Ontario MP Charlie Angus is urging the public safety minister to launch an RCMP investigation into the deaths of two Indigenous teenagers in Thunder Bay, Ont.
In a letter to Ralph Goodale released Wednesday, Angus said 70 First Nations leaders have also asked the Mounties to take a closer look at what happened to 17-year-old Tammy Keeash and 14-year-old Josiah Begg.
Keeash's body was found in the Neebing-McIntyre floodway early last month; the body of Begg was found less than two weeks later.
Goodale has said the matter is in Ontario's jurisdiction, but that Ottawa would "respond constructively" if local authorities asked for federal help.
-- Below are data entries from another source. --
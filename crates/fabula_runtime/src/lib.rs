//! Story loading, turn cycle, and source export for Fabula.
//!
//! This crate provides:
//! - [`Story`] - One compiled world plus its matcher and turn cycle
//! - Loading from files, strings, or any [`fabula_language::SourceProvider`]
//! - Source-text export that reloads into the same observable state

#![warn(missing_docs)]
#![warn(clippy::all)]
#![warn(clippy::pedantic)]

pub mod story;

// Re-export main types for convenience
pub use fabula_parser::{MatchConfig, Responses};
pub use story::Story;
//! Core values, types, interning, and errors for Fabula.
//!
//! This crate provides:
//! - [`Value`] - The uniform one-word runtime value
//! - [`TypeStore`] - Registry of builtin, enum, and delegate types
//! - [`Interner`] - Deduplicating string store backing string values
//! - Dense id handles ([`ItemId`], [`PropId`], [`FuncId`], ...)
//! - [`Position`] - 1-based source locations
//! - [`Error`] - Positioned compile errors and I/O failures

#![warn(missing_docs)]
#![warn(clippy::all)]
#![warn(clippy::pedantic)]

pub mod error;
pub mod id;
pub mod intern;
pub mod position;
pub mod types;
pub mod value;

pub use error::{Error, ErrorKind, Result};
pub use id::{CommandId, FuncId, GlobalId, ItemId, MapId, PropId};
pub use intern::{Interner, StrId};
pub use position::Position;
pub use types::{TypeId, TypeKind, TypeStore};
pub use value::Value;
//! One loaded story and its turn cycle.
//!
//! A [`Story`] owns the compiled definitions, the world state, and the
//! input matcher. Hosts drive it with three calls: load once, feed
//! player lines to [`Story::command`], and read the messages each call
//! returns. Loading runs every `game` block and then opens turn one;
//! each successful command runs to completion and closes its turn,
//! which clears that turn's registered commands and reruns the `turn`
//! blocks. Failed input produces one message and leaves the turn open.

use std::path::Path;

use fabula_foundation::{Error, Result};
use fabula_language::{
    Cx, Definitions, FileProvider, MemoryProvider, SourceProvider, advance_turn, export_source,
    parse, run_function,
};
use fabula_parser::{Dispatch, MatchConfig, Matcher, Responses};
use fabula_storage::World;

/// Entry name used for single-source stories.
const ENTRY: &str = "story.fab";

/// A compiled, running story.
pub struct Story {
    defs: Definitions,
    world: World,
    matcher: Matcher,
    warnings: Vec<String>,
}

impl Story {
    /// Loads a story from a file, resolving includes relative to its
    /// directory. Seed 0, default matching and wording.
    ///
    /// # Errors
    ///
    /// Returns an I/O error when a source cannot be read, or the first
    /// compile error.
    pub fn load(path: impl AsRef<Path>) -> Result<Self> {
        let path = path.as_ref();
        let root = path.parent().unwrap_or_else(|| Path::new("."));
        let entry = path
            .file_name()
            .and_then(|name| name.to_str())
            .ok_or_else(|| Error::io(path.display().to_string(), "not a file name"))?;
        let mut provider = FileProvider::new(root);
        Self::load_with(
            &mut provider,
            entry,
            0,
            MatchConfig::default(),
            Responses::default(),
        )
    }

    /// Loads a story from a single in-memory source.
    ///
    /// # Errors
    ///
    /// Returns the first compile error.
    pub fn load_str(source: &str) -> Result<Self> {
        let mut provider = MemoryProvider::new();
        provider.insert(ENTRY, source);
        Self::load_with(
            &mut provider,
            ENTRY,
            0,
            MatchConfig::default(),
            Responses::default(),
        )
    }

    /// Loads a story with an explicit seed, matching configuration, and
    /// response wording.
    ///
    /// # Errors
    ///
    /// Returns an I/O error when a source cannot be read, or the first
    /// compile error.
    pub fn load_with(
        provider: &mut dyn SourceProvider,
        entry: &str,
        seed: u64,
        config: MatchConfig,
        responses: Responses,
    ) -> Result<Self> {
        let mut world = World::new(seed);
        let (defs, warnings) = parse(provider, entry, &mut world)?;
        let mut cx = Cx {
            defs: &defs,
            world: &mut world,
        };
        for block in &defs.game_blocks {
            run_function(&mut cx, *block, &[]);
        }
        advance_turn(&mut cx);
        Ok(Self {
            defs,
            world,
            matcher: Matcher::new(config, responses),
            warnings,
        })
    }

    /// Runs one line of player input and returns the messages it
    /// produced. A matched command runs to completion and its turn
    /// closes; failed or unmatched input reports one message and the
    /// turn stays open.
    pub fn command(&mut self, input: &str) -> Vec<String> {
        match self.matcher.dispatch(input, &self.defs, &mut self.world) {
            Dispatch::Run { command, args } => {
                if let Some(body) = self.defs.command(command).map(|c| c.body) {
                    let mut cx = Cx {
                        defs: &self.defs,
                        world: &mut self.world,
                    };
                    run_function(&mut cx, body, &args);
                    advance_turn(&mut cx);
                }
            }
            Dispatch::Fail(message) => self.world.say(message),
            Dispatch::NoMatch => {
                let message = self.matcher.responses().no_match.clone();
                self.world.say(message);
            }
        }
        self.world.drain_output()
    }

    /// Closes the current turn without running a command, as the
    /// `tick` intrinsic does, and returns the turn blocks' messages.
    pub fn tick(&mut self) -> Vec<String> {
        let mut cx = Cx {
            defs: &self.defs,
            world: &mut self.world,
        };
        advance_turn(&mut cx);
        self.world.drain_output()
    }

    /// Drains messages produced outside [`Story::command`], such as the
    /// output of `game` blocks and the first turn's init blocks.
    pub fn output(&mut self) -> Vec<String> {
        self.world.drain_output()
    }

    /// Regenerates loadable source text for the current state.
    #[must_use]
    pub fn export(&self) -> String {
        export_source(&self.defs, &self.world)
    }

    /// Writes the regenerated source to a file.
    ///
    /// # Errors
    ///
    /// Returns an I/O error when the file cannot be written.
    pub fn export_to_file(&self, path: impl AsRef<Path>) -> Result<()> {
        let path = path.as_ref();
        std::fs::write(path, self.export())
            .map_err(|err| Error::io(path.display().to_string(), err.to_string()))
    }

    /// Advisory warnings gathered while compiling.
    #[must_use]
    pub fn warnings(&self) -> &[String] {
        &self.warnings
    }

    /// The live world state.
    #[must_use]
    pub fn world(&self) -> &World {
        &self.world
    }

    /// Mutable world access for hosts that poke state directly.
    pub fn world_mut(&mut self) -> &mut World {
        &mut self.world
    }

    /// The compiled definitions.
    #[must_use]
    pub fn definitions(&self) -> &Definitions {
        &self.defs
    }

    /// The current turn number. Turn 1 is the first playable turn.
    #[must_use]
    pub fn turn(&self) -> u64 {
        self.world.turn
    }
}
"When there are concerns of that nature and magnitude that are expressed, I think we all within our respective authorities need to treat that seriously because ... this kind of angst diminishes the strength of the country," Goodale said Tuesday.
Those comments left Angus "disturbed."
"He will ignore the call from 70 First Nations leaders, whose communities are affected and whose children are dying, but he will listen to the city," the NDP MP said in an interview Wednesday. "How is that nation-to-nation?
Angus accused the Liberal government of implementing policies that have put Indigenous children at risk.
"None of these children would be in Thunder Bay if the federal government was building proper schools and ensuring proper services," he said.
"These children have been left at very elevated levels of risk because of federal decisions so the federal government has a responsibility to these youth and to ... the First Nations communities under federal jurisdiction."
Indigenous leaders say children are dying in urban centres like Thunder Bay because they are far from home under risky circumstances in order to get education and health care services not offered in remote communities.
Last year, an Ontario inquest also explored the circumstances surrounding the deaths of seven First Nations high school students that occurred between 2000 and 2011 — all while they were living in Thunder Bay.
"They're more vulnerable," said Anna Betty Achneepineskum, the deputy grand chief of Nishnawbe Aski Nation, an umbrella organization representing 49 communities. "They're out of the care of their parents."
Statistics Canada reported Tuesday that Thunder Bay had the highest rate of police-reported hate crime in metropolitan areas in 2015. Incidents against Aboriginal Peoples in the city accounted for 29 per cent of all anti-aboriginal hate crimes reported across Canada that year.
Achneepineskum, who has lived in Thunder Bay since 1988, said she believes rates are even higher in the city, suggesting police mistrust contributes to a reluctance to report incidents.